There is a useful, narrow application of LLMs in engineering project work that almost no one is talking about: scope extraction.
A FEEED scope document is a 40–80 page Word file. Inside it are the inputs an estimating engineer needs — equipment counts by class, line-meter totals, instrumentation tag density, control narrative complexity. Today, an engineer reads the document, opens a spreadsheet, and types those numbers in by hand. It takes a day per scope. It is the most expensive form of data entry in the industry.
A small open-weight model running locally can do this in 90 seconds.
The pattern that works:
- Local model, not cloud. Anything client-coded goes to a local model. A small open-weight model running on the engineer’s laptop produces structured JSON output reliably enough for production estimating use.
- Structured prompt with explicit schema. The model is not asked to “summarise the scope”. It is asked to fill a known schema. Schema validation rejects malformed output and triggers a retry.

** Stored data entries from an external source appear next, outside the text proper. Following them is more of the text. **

//! Element-wise functions applied uniformly to matrices and vectors.
//!
//! [`transform`] is the single primitive; [`exp`], [`powi`] and [`powf`] are built on it.
//! Every function returns a new container of the same kind and shape as its input.

use crate::{Matrix, Result, Vector};
use num_traits::Float;

/// A container whose elements can be rewritten one by one without changing its shape.
pub trait Elementwise<T: Copy>: Sized {
    fn map_elements<F>(&self, f: F) -> Self
    where
        F: FnMut(T) -> T;

    fn zip_elements<F>(&self, other: &Self, f: F) -> Result<Self>
    where
        F: FnMut(T, T) -> T;
}

impl<T: Copy> Elementwise<T> for Matrix<T> {
    fn map_elements<F>(&self, f: F) -> Self
    where
        F: FnMut(T) -> T,
    {
        self.map(f)
    }

    fn zip_elements<F>(&self, other: &Self, f: F) -> Result<Self>
    where
        F: FnMut(T, T) -> T,
    {
        self.zip_map(other, f)
    }
}

impl<T: Copy> Elementwise<T> for Vector<T> {
    fn map_elements<F>(&self, f: F) -> Self
    where
        F: FnMut(T) -> T,
    {
        self.map(f)
    }

    fn zip_elements<F>(&self, other: &Self, f: F) -> Result<Self>
    where
        F: FnMut(T, T) -> T,
    {
        self.zip_map(other, f)
    }
}

/// Returns a container of the same shape where every element is `f(x)`.
pub fn transform<C, T, F>(container: &C, f: F) -> C
where
    C: Elementwise<T>,
    T: Copy,
    F: FnMut(T) -> T,
{
    container.map_elements(f)
}

/// Returns a container where every element is `f(a, b)` for the matching elements of `a` and `b`.
/// Both containers must have the same shape.
pub fn transform_pair<C, T, F>(a: &C, b: &C, f: F) -> Result<C>
where
    C: Elementwise<T>,
    T: Copy,
    F: FnMut(T, T) -> T,
{
    a.zip_elements(b, f)
}

/// Natural exponential of every element.
pub fn exp<C, T>(container: &C) -> C
where
    C: Elementwise<T>,
    T: Float,
{
    transform(container, T::exp)
}

/// Raises every element to an integral power.
pub fn powi<C, T>(container: &C, n: i32) -> C
where
    C: Elementwise<T>,
    T: Float,
{
    transform(container, |x| x.powi(n))
}

/// Raises every element to a real power.
pub fn powf<C, T>(container: &C, n: T) -> C
where
    C: Elementwise<T>,
    T: Float,
{
    transform(container, |x| x.powf(n))
}
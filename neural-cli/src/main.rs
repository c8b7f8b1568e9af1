use anyhow::{Context, Result};
use clap::ArgMatches;
use log::LevelFilter;
use neural_rs::{Network, TrainConfig};
use rand::SeedableRng;
use rand::rngs::StdRng;
use std::fs::File;
use std::io::{BufReader, BufWriter};
use std::path::PathBuf;

use neural_cli::gates::Gate;
use neural_cli::input::{parse_inputs, train_config_from_arguments};

fn main() -> Result<()> {
    env_logger::Builder::default()
        .filter_level(LevelFilter::Error)
        .parse_env(env_logger::Env::default().filter_or("NEURAL_LOG", "error,neural=info"))
        .init();

    let matches = neural_cli::cli().get_matches();

    match matches.subcommand() {
        Some(("train", sub_m)) => handle_train(sub_m),
        Some(("predict", sub_m)) => handle_predict(sub_m),
        Some(("config", _)) => handle_config(),
        _ => unreachable!("Subcommand is required by CLI configuration"),
    }
}

fn handle_train(matches: &ArgMatches) -> Result<()> {
    let gate: Gate = matches
        .get_one::<String>("gate")
        .context("Missing gate")?
        .parse()?;
    let config = train_config_from_arguments(matches)?;

    let default_hidden = if gate.is_linearly_separable() { 0 } else { 2 };
    let hidden = matches
        .get_one::<usize>("hidden")
        .copied()
        .unwrap_or(default_hidden);
    if hidden == 0 && !gate.is_linearly_separable() {
        log::warn!("A single neuron cannot learn {}", gate.name());
    }

    let (hidden_layers, hidden_dim) = if hidden == 0 { (0, 0) } else { (1, hidden) };
    let mut network =
        Network::with_topology(gate.name(), 2, hidden_layers, hidden_dim, 1, config.activation)?;
    network.set_optimizer(config.optimizer.build(config.learning_rate));

    let mut rng = match config.seed {
        Some(seed) => StdRng::seed_from_u64(seed),
        None => StdRng::from_entropy(),
    };
    network.initialize(config.initializer, &mut rng)?;

    let (x, y) = gate.truth_table();
    network
        .fit(&x, &y, &config)
        .with_context(|| format!("Training '{}' failed", gate.name()))?;

    println!("{network}");
    for (input, target) in x.rows().zip(y.iter()) {
        let predicted = network.predict(input)?[0];
        println!("{input:?} -> {predicted:.4} (expected {target})");
    }

    if let Some(path) = matches.get_one::<PathBuf>("output") {
        let file = File::create(path)
            .with_context(|| format!("Failed to create model file: {:?}", path))?;
        network.save(&mut BufWriter::new(file))?;
        log::info!("Model written to {:?}", path);
    }

    Ok(())
}

fn handle_predict(matches: &ArgMatches) -> Result<()> {
    let path = matches
        .get_one::<PathBuf>("model")
        .context("Missing model path")?;
    let inputs = parse_inputs(
        matches
            .get_one::<String>("inputs")
            .context("Missing inputs")?,
    )?;

    let file =
        File::open(path).with_context(|| format!("Failed to open model file: {:?}", path))?;
    let mut network = Network::load(BufReader::new(file))
        .with_context(|| format!("Failed to load model: {:?}", path))?;

    let outputs = network.predict(&inputs)?.into_matrix().into_vec();
    log::debug!("Evaluated {} outputs", outputs.len());
    for value in outputs {
        println!("{value}");
    }

    Ok(())
}

fn handle_config() -> Result<()> {
    println!("{}", serde_json::to_string_pretty(&TrainConfig::default())?);
    Ok(())
}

- Human in the loop, in the right place. The output is not the estimate. The output is the input to the estimate. A senior engineer reviews the extracted tags in 5 minutes and approves or overrides.
- Audit trail. Every extracted value carries a citation back to the source paragraph. No tag is in the estimate without a paragraph reference.
The result is not “AI does estimating”. The result is “the engineer’s day starts with the spreadsheet already populated”. The judgement layer — what gets it right or wrong — stays with the engineer.
This is the shape of useful AI in EPC project work. Not autonomous agents. Not chatbots. A grinding, reliable upstream tool that removes the part of the workflow that adds no judgement.